Sealed for the Father

There are several meanings for ‘seal’ which is both a noun and a verb. A seal (noun) shows that, since being closed, a box or letter has not been opened en route to its intended recipient; a love letter, for instance, or special orders for a king’s general at the front lines of a war. A seal (noun) keeps something shut in a more tangible way by making it difficult to open. One will seal (verb) a door shut using cement or seal a letter inside an envelope by using a special sticker or, a century or more ago, by applying a drop of wax to the lip of the paper and marking it with a symbol from a stamp or ring.

Signify with a Seal

D. Miall Edwards at Bible Hub* writes of the importance afforded to seals throughout biblical history. In fact, their importance was ‘so great that without one no document is regarded as authentic’. No letter, proclamation, command sent by emperor, governor, priest, or pharaoh meant anything without that leader’s official seal of authentication. The same rule applies to Christians: without being sealed in Christ for eternal life with the Father, He won’t recognize us as children whose place is in heaven with him. Without being sealed, Satan has access to the delicate matter of our heart and soul.

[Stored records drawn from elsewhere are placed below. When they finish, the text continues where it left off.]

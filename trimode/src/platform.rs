//! Collaborator interfaces the mode arbiter calls into
//!
//! The USB and BLE stacks, the LEDs and the reset path live outside this crate. Boards
//! provide one value implementing [`TransportControl`], [`SystemReset`] and
//! [`Indicator`]; the blanket [`Platform`] impl ties them together.

use core::fmt;

use crate::state::{HostOs, TransportKind};

/// Errors reported by transport stacks
#[derive(Debug, Clone, Copy, PartialEq, Eq)]
#[cfg_attr(feature = "defmt", derive(defmt::Format))]
pub enum TransportError {
    /// The stack failed to come up
    InitFailed,

    /// The stack failed to shut down
    DeinitFailed,

    /// The underlying peripheral is not ready
    NotReady,
}

impl fmt::Display for TransportError {
    fn fmt(&self, f: &mut fmt::Formatter<'_>) -> fmt::Result {
        match self {
            Self::InitFailed => write!(f, "Transport init failed"),
            Self::DeinitFailed => write!(f, "Transport deinit failed"),
            Self::NotReady => write!(f, "Transport not ready"),
        }
    }
}

#[cfg(feature = "std")]
impl std::error::Error for TransportError {}

/// Lifecycle of the wired and short-range transports
///
/// Failures are logged by the caller and never retried.
pub trait TransportControl {
    fn init_wired(&mut self) -> Result<(), TransportError>;

    fn deinit_wired(&mut self) -> Result<(), TransportError>;

    fn init_short_range(&mut self) -> Result<(), TransportError>;

    fn deinit_short_range(&mut self) -> Result<(), TransportError>;
}

/// Why the device is resetting itself
#[derive(Debug, Clone, Copy, PartialEq, Eq, strum::IntoStaticStr)]
#[cfg_attr(feature = "defmt", derive(defmt::Format))]
#[repr(u8)]
pub enum ResetReason {
    /// The wired transport was removed while no radio was selected
    WiredLost = 0x01,

    /// The short-range radio was deselected while wired was not enumerated
    ShortRangeLost = 0x02,
}

impl ResetReason {
    /// Reason code handed to the reset collaborator
    pub fn code(self) -> u8 {
        self as u8
    }

    pub fn name(self) -> &'static str {
        self.into()
    }
}

/// Full system reset
pub trait SystemReset {
    /// Reset the whole device.
    ///
    /// Hardware implementations never return. Test doubles may return, and the arbiter
    /// stops processing once it has requested a reset.
    fn system_reset(&mut self, reason: ResetReason);
}

/// Fire-and-forget notifications for LEDs and the OS keymap layer
pub trait Indicator {
    fn transport_changed(&mut self, _kind: TransportKind, _active: bool) {}

    fn host_os_changed(&mut self, _os: HostOs) {}
}

/// Everything the arbiter needs from the board
pub trait Platform: TransportControl + SystemReset + Indicator {}

impl<T: TransportControl + SystemReset + Indicator> Platform for T {}

/// Reset through the Cortex-M system control block
#[cfg(all(target_arch = "arm", target_os = "none"))]
pub struct CortexMReset;

#[cfg(all(target_arch = "arm", target_os = "none"))]
impl SystemReset for CortexMReset {
    fn system_reset(&mut self, reason: ResetReason) {
        error!("System reset, reason {} ({})", reason.name(), reason.code());
        cortex_m::peripheral::SCB::sys_reset();
    }
}

#[cfg(test)]
mod tests {
    use super::*;

    #[test]
    fn test_reset_reason_code() {
        assert_eq!(ResetReason::WiredLost.code(), 1);
        assert_eq!(ResetReason::ShortRangeLost.code(), 2);
        assert_eq!(ResetReason::WiredLost.name(), "WiredLost");
    }
}
mod test_basis;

Being sealed in the spirit is nothing like sealing a letter. A king would affix a letter with a ball of wax and stamp a ring in the wax to show who it was from. The person who received it could then be sure it had not been opened, secrecy was maintained, the chain of command and protection was solid. Imagine a dollop of hot wax landing on our forehead, then being punched in the face with a gold ring, leaving a mark on the wax and probably on your head too. I’ve been punched in the face without the hot wax and it hurt, even when the fist in question didn’t belong to the Creator of the universe.

Being sealed in Jesus is not like shutting out tomb raiders from an Egyptian sarcophagus either. Imagine the glue or cement that would be involved – yeck. I’m so glad God chose a different way to secure us for Himself.

Authenticated with Water

We don’t need to go through baptism to be saved; however, the symbol of this ceremony is clear to onlookers. They recognize that we identify as children of God.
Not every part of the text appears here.